Informa says physical events to return this year as vaccine hopes spark recovery in consumer confidence

Informa says physical events to return this year as vaccine hopes spark recovery in consumer confidence

Shares in Informa rose almost 2% on Wednesday, after the world’s biggest exhibition operator said that 2021 is likely to be a year of “return of physical events,” as hopes of COVID-19 vaccines spark a recovery in consumer confidence.

FTSE 100-listed Informa

said in a trading statement that it had extended the postponement for physical events outside of mainland China to late spring, but added that 90% of non-Chinese exhibitions planned in the year are now scheduled to run from June onward.
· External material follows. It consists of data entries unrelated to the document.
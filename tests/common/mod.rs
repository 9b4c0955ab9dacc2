#![allow(dead_code, deprecated)]

use multiversx_sc::types::{Address, ManagedAddress, ManagedByteArray, MultiValueEncoded};
use multiversx_sc_scenario::{
    api::DebugApi, managed_address, num_bigint, rust_biguint, whitebox_legacy::*,
};

use ibis::award::AwardModule;
use ibis::charity::CharityModule;
use ibis::governance::GovernanceModule;
use ibis::ledger::LedgerModule;
use ibis::types::{
    AwardOutcome, Ballot, CashOutcome, CharityOutcome, ClaimOutcome, ClaimPolicy, TimelockOutcome,
    VoteOutcome, VoterGroup,
};
use ibis::Ibis;

pub const WASM_PATH: &str = "output/ibis.wasm";

pub const START: u64 = 1_000;
pub const DELAY: u64 = 100;
pub const VOTE: u64 = 200;
pub const FROZEN_MIN: u64 = 50;
pub const AWARD_MIN: u64 = 300;
pub const QUORUM: u32 = 2;

pub const USER_FUNDS: u64 = 10_000_000_000;
pub const DEPOSIT_1: u64 = 2_000_000_000;
pub const TRANSFER_1: u64 = 1_000_000_000;

pub struct PoolSetup<IbisObjBuilder>
where
    IbisObjBuilder: 'static + Copy + Fn() -> ibis::ContractObj<DebugApi>,
{
    pub b_mock: BlockchainStateWrapper,
    pub owners: [Address; 3],
    pub master: Address,
    pub user1: Address,
    pub user2: Address,
    pub charity1: Address,
    pub charity2: Address,
    pub outsider: Address,
    pub sc_wrapper: ContractObjWrapper<ibis::ContractObj<DebugApi>, IbisObjBuilder>,
    pub now: u64,
    pub owners_registered: bool,
}

pub fn setup_pool<IbisObjBuilder>(
    builder: IbisObjBuilder,
    claim_policy: ClaimPolicy,
) -> PoolSetup<IbisObjBuilder>
where
    IbisObjBuilder: 'static + Copy + Fn() -> ibis::ContractObj<DebugApi>,
{
    setup_pool_with(builder, claim_policy, FROZEN_MIN)
}

pub fn setup_pool_with<IbisObjBuilder>(
    builder: IbisObjBuilder,
    claim_policy: ClaimPolicy,
    frozen_min_time: u64,
) -> PoolSetup<IbisObjBuilder>
where
    IbisObjBuilder: 'static + Copy + Fn() -> ibis::ContractObj<DebugApi>,
{
    let rust_zero = rust_biguint!(0u64);
    let mut b_mock = BlockchainStateWrapper::new();

    let owner1 = b_mock.create_user_account(&rust_zero);
    let owner2 = b_mock.create_user_account(&rust_zero);
    let owner3 = b_mock.create_user_account(&rust_zero);
    let master = b_mock.create_user_account(&rust_zero);
    let user1 = b_mock.create_user_account(&rust_biguint!(USER_FUNDS));
    let user2 = b_mock.create_user_account(&rust_biguint!(USER_FUNDS));
    let charity1 = b_mock.create_user_account(&rust_zero);
    let charity2 = b_mock.create_user_account(&rust_zero);
    let outsider = b_mock.create_user_account(&rust_zero);

    let sc_wrapper = b_mock.create_sc_account(&rust_zero, Some(&owner1), builder, WASM_PATH);

    b_mock.set_block_timestamp(START);
    b_mock
        .execute_tx(&owner1, &sc_wrapper, &rust_zero, |sc| {
            let mut owners = MultiValueEncoded::new();
            owners.push(managed_address!(&owner1));
            owners.push(managed_address!(&owner2));
            owners.push(managed_address!(&owner3));
            sc.init(
                managed_address!(&master),
                QUORUM,
                DELAY,
                VOTE,
                frozen_min_time,
                AWARD_MIN,
                claim_policy,
                owners,
            );
        })
        .assert_ok();

    PoolSetup {
        b_mock,
        owners: [owner1, owner2, owner3],
        master,
        user1,
        user2,
        charity1,
        charity2,
        outsider,
        sc_wrapper,
        now: START,
        owners_registered: false,
    }
}

impl<IbisObjBuilder> PoolSetup<IbisObjBuilder>
where
    IbisObjBuilder: 'static + Copy + Fn() -> ibis::ContractObj<DebugApi>,
{
    pub fn owner(&self, index: usize) -> Address {
        self.owners[index].clone()
    }

    pub fn advance(&mut self, seconds: u64) {
        self.now += seconds;
        self.b_mock.set_block_timestamp(self.now);
    }

    pub fn deposit(&mut self, who: &Address, amount: u64) {
        self.b_mock
            .execute_tx(who, &self.sc_wrapper, &rust_biguint!(amount), |sc| {
                sc.deposit();
            })
            .assert_ok();
    }

    pub fn freeze(&mut self, caller: &Address, accounts: &[Address]) -> Vec<TimelockOutcome> {
        let mut outcomes = Vec::new();
        self.b_mock
            .execute_tx(caller, &self.sc_wrapper, &rust_biguint!(0u64), |sc| {
                outcomes = sc.freeze_accounts(address_args(accounts)).into_iter().collect();
            })
            .assert_ok();
        outcomes
    }

    pub fn unfreeze(&mut self, caller: &Address, accounts: &[Address]) -> Vec<TimelockOutcome> {
        let mut outcomes = Vec::new();
        self.b_mock
            .execute_tx(caller, &self.sc_wrapper, &rust_biguint!(0u64), |sc| {
                outcomes = sc.unfreeze_accounts(address_args(accounts)).into_iter().collect();
            })
            .assert_ok();
        outcomes
    }

    pub fn add_charity(&mut self, caller: &Address, charity: &Address) -> CharityOutcome {
        let mut outcome = CharityOutcome::PendingAdded;
        self.b_mock
            .execute_tx(caller, &self.sc_wrapper, &rust_biguint!(0u64), |sc| {
                outcome = sc.add_charity(managed_address!(charity));
            })
            .assert_ok();
        outcome
    }

    /// Two calls a full delay apart. Leaves the clock advanced.
    pub fn activate_charity(&mut self, charity: &Address) {
        let owner = self.owner(0);
        assert_eq!(self.add_charity(&owner, charity), CharityOutcome::PendingAdded);
        self.advance(DELAY);
        assert_eq!(self.add_charity(&owner, charity), CharityOutcome::Activated);
    }

    pub fn register_voter(&mut self, who: &Address, group: VoterGroup) {
        self.b_mock
            .execute_tx(who, &self.sc_wrapper, &rust_biguint!(0u64), |sc| {
                sc.register_voter(group);
            })
            .assert_ok();
    }

    pub fn register_owners(&mut self) {
        if self.owners_registered {
            return;
        }
        self.owners_registered = true;
        for index in 0..3 {
            let owner = self.owner(index);
            self.register_voter(&owner, VoterGroup::Owner);
        }
    }

    pub fn vote(&mut self, who: &Address, fingerprint: &[u8; 32], ballot: Ballot) -> VoteOutcome {
        let mut outcome = VoteOutcome::IssueClosed;
        self.b_mock
            .execute_tx(who, &self.sc_wrapper, &rust_biguint!(0u64), |sc| {
                outcome = sc.vote(ManagedByteArray::new_from_bytes(fingerprint), ballot);
            })
            .assert_ok();
        outcome
    }

    pub fn propose_award(&mut self, caller: &Address, accounts: &[Address]) -> AwardOutcome {
        let mut outcome = AwardOutcome::Proposed;
        self.b_mock
            .execute_tx(caller, &self.sc_wrapper, &rust_biguint!(0u64), |sc| {
                outcome = sc.propose_award(address_args(accounts));
            })
            .assert_ok();
        outcome
    }

    pub fn award_fingerprint(&mut self, accounts: &[Address]) -> [u8; 32] {
        let mut fingerprint = [0u8; 32];
        self.b_mock
            .execute_query(&self.sc_wrapper, |sc| {
                fingerprint = sc.award_fingerprint(address_args(accounts)).to_byte_array();
            })
            .assert_ok();
        fingerprint
    }

    pub fn claim(&mut self, charity: &Address, award_time: u64) -> ClaimOutcome {
        let mut outcome = ClaimOutcome::RoundNotFinalized;
        self.b_mock
            .execute_tx(charity, &self.sc_wrapper, &rust_biguint!(0u64), |sc| {
                outcome = sc.claim_award(award_time, managed_address!(charity));
            })
            .assert_ok();
        outcome
    }

    pub fn cash(&mut self, caller: &Address, award_time: u64, charity: &Address) -> CashOutcome {
        let mut outcome = CashOutcome::RoundNotFinalized;
        self.b_mock
            .execute_tx(caller, &self.sc_wrapper, &rust_biguint!(0u64), |sc| {
                outcome = sc.cash_award(award_time, managed_address!(charity));
            })
            .assert_ok();
        outcome
    }

    /// Distance of `charity` to the round target, as a plain big integer.
    pub fn distance(&mut self, award_time: u64, charity: &Address) -> num_bigint::BigUint {
        let mut bytes = Vec::new();
        self.b_mock
            .execute_query(&self.sc_wrapper, |sc| {
                let distance = sc
                    .award_distance(award_time, managed_address!(charity))
                    .into_option()
                    .unwrap();
                bytes = distance.to_bytes_be().as_slice().to_vec();
            })
            .assert_ok();
        num_bigint::BigUint::from_bytes_be(&bytes)
    }

    /// Drives an award over `accounts` through timelock, a two-owner yes
    /// vote and finalization. Returns the award time.
    pub fn finalize_award(&mut self, accounts: &[Address]) -> u64 {
        let owner = self.owner(0);
        assert_eq!(self.propose_award(&owner, accounts), AwardOutcome::Proposed);
        self.advance(DELAY);
        assert_eq!(self.propose_award(&owner, accounts), AwardOutcome::VotingOpened);

        let fingerprint = self.award_fingerprint(accounts);
        self.register_owners();
        for index in 0..2 {
            let voter = self.owner(index);
            assert_eq!(self.vote(&voter, &fingerprint, Ballot::Yes), VoteOutcome::Recorded);
        }

        self.advance(VOTE);
        let award_time = self.now;
        assert_eq!(
            self.propose_award(&owner, accounts),
            AwardOutcome::Finalized(award_time)
        );
        award_time
    }
}

pub fn address_args(accounts: &[Address]) -> MultiValueEncoded<DebugApi, ManagedAddress<DebugApi>> {
    let mut args = MultiValueEncoded::new();
    for account in accounts {
        args.push(managed_address!(account));
    }
    args
}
“As the vaccine and testing programs progress, markets gradually open up and customer confidence starts to recover in 2021, we are focused on making the most of physical event opportunities as they arise,” said Informa Chief Executive Stephen Carter.

“It is likely to be a year of return for physical events,
rather than full rebound and recovery but the shape and mix of our portfolio,
focused on major brands in major markets on major trade routes, puts us in a
good position,” he added.

Shares in Informa
which have fallen by more than 35% during the past 12 months, rose 1.86% in early morning London trading on Wednesday.

The company, which arranges more than 450 shows each year — including the Monaco Yacht Show, China Beauty Expo, World of Concrete and Arab Health — was forced to cancel or postpone hundreds of events last year, as the COVID-19 pandemic brought the global events circuit to a standstill. To help weather the crisis, Informa cut jobs, closed offices, raised £1 billion in equity and restructured its debt.

Read: The live-events business has lost more than $30 billion during the pandemic

In the last few months of 2020, however, Informa was able to run its first physical events in Thailand, Hong Kong, Taiwan, Egypt, and Japan, as well as its first outdoor event in North America, the Fort Lauderdale International Boat Show.

“Whilst the latter was smaller in scale than the 2019 edition, the quality of exhibitors and attendees was strong, highlighting the ability to run secure outdoor events within the boundaries of COVID-19 restrictions,” Carter said.

Informa said it expects adjusted operating profit in the range of £250 million ($341 million) to £270 million for the year ended Dec. 31, 2020. That compares with a profit of £933 million a year earlier. Revenue is set to reach more than £1.6 billion ($2.2 billion) compared with £2.9 billion in 2019.

After the pandemic fueled demand for virtual events, Informa said the digital experience it had gained through the year had “significantly accelerated” its digital product development, which it now planned to develop further to help the company’s products and brands remain relevant in a post-pandemic world. 

The company said its subscription-led business has also proved to be resilient, contributing more than £300 million to adjusted operating profit in the year.

Russ Mould, investment director at AJ Bell, said the return of events in mainland China gives some scope for optimism and shows what could happen in the West, once vaccination programs are rolled-out and confidence begins to return.

“The shares are still down by a third from where they were a year ago so investors clearly remain cautious about the pace, and extent, of any upturn in demand, but at least the balance sheet and subscription revenues mean they can afford to be patient,” Mould said.

Informa also announced the appointment of John Rishton, former chief executive of engineering company Rolls-Royce
as its new chairman. He will take over from current chair Derek Mapp in June.